Queríamos ver James Blake num contexto mais intimista desde que, claro, ouvimos o seu disco de estreia, e, seguidamente, o vimos no Optimus Alive num bom concerto mas que pecou pela "abertura" do espaço. Blake actuou perante a maior multidão do festival (e a mais irritante, virtude dos assobios e gritos entre e durante as canções que pediam o silêncio), e inicia, tal como no primeiro concerto que dele vimos e tal como no disco, com "Unluck". Não faltaram todas as grandes canções do LP - como as "Lindisfarne" e "I Never Learnt To Share" -, como houve igualmente tempo para aquelas que se encontram nos EPs, tanto os mais antigos como os recentes. Temos ao terceiro tema um bonito take à bossa nova (para palermas que nunca ouviram Walter Wanderley) e em "CMYK" uma explosão dançável que quase destruía o teatro com os graves, subgraves e movimento dos corpos colados às cadeiras. Surpreendente foi a cover (que já ninguém se lembrará de que o é) de "Limit To Your Love", que começou belíssima e calma como a conhecemos e que depois se transformou numa incredibilidade para a pista. Ainda houve espaço para "The Wilhelm Scream" e um encore com "A Case Of You", tão exemplarmente tocada que quase arriscamos que, tal como com Feist, deixará de ser de Joni Mitchell. No final ficou sobretudo uma sensação de estranheza: a de ter dado um concerto intimista num espaço aberto em Julho, e um concerto de dança num espaço fechado em dezembro. Mas foi excelente. Não pedimos mais.

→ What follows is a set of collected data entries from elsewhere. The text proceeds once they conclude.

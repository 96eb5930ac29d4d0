//! Release → replica group translation.

use std::collections::BTreeMap;

use flotilla_state::labels::{self, BUILD_LABEL, RELEASE_LABEL};
use flotilla_state::*;

use crate::error::{HealthError, HealthResult};

/// In-cluster DNS name of a service.
pub fn service_hostname(namespace: &str, service: &str) -> String {
    format!("{service}.{namespace}.svc.cluster.local")
}

/// Labels stamped on a release's replica group and every instance of it.
pub fn workload_labels(release: &AppRelease) -> BTreeMap<String, String> {
    let mut labels = labels::target_labels(&release.spec.app, &release.spec.target);
    labels.insert(RELEASE_LABEL.to_string(), release.name().to_string());
    labels.insert(BUILD_LABEL.to_string(), release.spec.build.clone());
    labels
}

/// `{APP}_{PORT}_HOST` variables for every declared dependency, resolved
/// against the dependency's own descriptor.
pub fn dependency_env(store: &ObjectStore, release: &AppRelease) -> HealthResult<Vec<EnvVar>> {
    let mut env = Vec::new();
    for dep in &release.spec.runtime.dependencies {
        let target = dep.target.as_deref().unwrap_or(&release.spec.target);
        let name = AppTarget::scoped_name(&dep.name, target);
        let Some(at) = store.get::<AppTargetSpec>("", &name)? else {
            return Err(HealthError::MissingDependency {
                app: dep.name.clone(),
                target: target.to_string(),
            });
        };

        let host = service_hostname(at.target_namespace(), &dep.name);
        for port in &at.spec.runtime.ports {
            if dep.port.as_ref().is_some_and(|p| *p != port.name) {
                continue;
            }
            env.push(EnvVar {
                name: format!(
                    "{}_{}_HOST",
                    EnvVar::normalize_name(&dep.name),
                    EnvVar::normalize_name(&port.name)
                ),
                value: format!("{host}:{}", port.port),
            });
        }
    }
    Ok(env)
}

/// Desired replica group for `release`. Config entries come first in key
/// order, followed by dependency addresses.
pub fn replica_group_for(
    release: &AppRelease,
    build: &Build,
    config: Option<&ConfigMap>,
    dependencies: Vec<EnvVar>,
) -> ReplicaGroup {
    let runtime = &release.spec.runtime;
    let labels = workload_labels(release);

    let mut env: Vec<EnvVar> = config
        .map(|cm| {
            cm.spec
                .data
                .iter()
                .map(|(name, value)| EnvVar {
                    name: name.clone(),
                    value: value.clone(),
                })
                .collect()
        })
        .unwrap_or_default();
    env.extend(dependencies);

    let container = Container {
        name: release.spec.app.clone(),
        image: build.spec.full_image_with_tag(),
        command: runtime.command.clone(),
        args: runtime.args.clone(),
        env,
        ports: runtime.ports.clone(),
        resources: runtime.resources.clone(),
        liveness_probe: runtime.probes.liveness.clone(),
        readiness_probe: runtime.probes.readiness.clone(),
        startup_probe: runtime.probes.startup.clone(),
    };

    let mut meta = ObjectMeta::new(&release.meta.namespace, release.name());
    meta.labels = labels.clone();
    meta.owner = Some(release.key());

    Object::new(
        meta,
        ReplicaGroupSpec {
            replicas: release.spec.num_desired,
            selector: labels.clone(),
            template: PodTemplate {
                labels,
                containers: vec![container],
                service_account: runtime.service_account.clone(),
                image_pull_secrets: runtime.image_pull_secrets.clone(),
            },
        },
    )
}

Depois de muito se procurar pela entrada correcta para o metropolitano dos Restauradores, onde os Blood Red Shoes iriam estar naquele que era o seu regresso a Portugal, chegamos a tempo de "Light It Up", malha power pop retirada do relativamente recente Fire Like This. O duo menino-menina não reinventa a roda, mas é estimulante q.b. para dar um torcicolo ao músculo menos acautelado. "This Is Not For You" é apresentada com a mesma energia que é devolvida pelo público, que a meio de "Don´t Ask" se vê envolvido - nomeadamente quem se encontrava juntinho ao palco - numa bronca descomunal com a segurança, havendo espaço para insultos, pequenas agressões e um pescoço apertado, em mais um caso de policiamento nazi estranhamente comum em concertos por cá. Infelizmente este momento retirou algum do brilho ao concerto, que encerrou o Mexefest (excluindo DJ sets) com chave de prata. Porque Lisboa, a Mulata, não pára de se mexer mesmo com o fim do festival, sai-se dali e deslocamo-nos até ao Bairro Alto para apertar a mão a grande jornalistas e acabamos a beber cerveja de litro na casa de grandes destruidores de Facebooks. As noites do Mexefest são as melhores.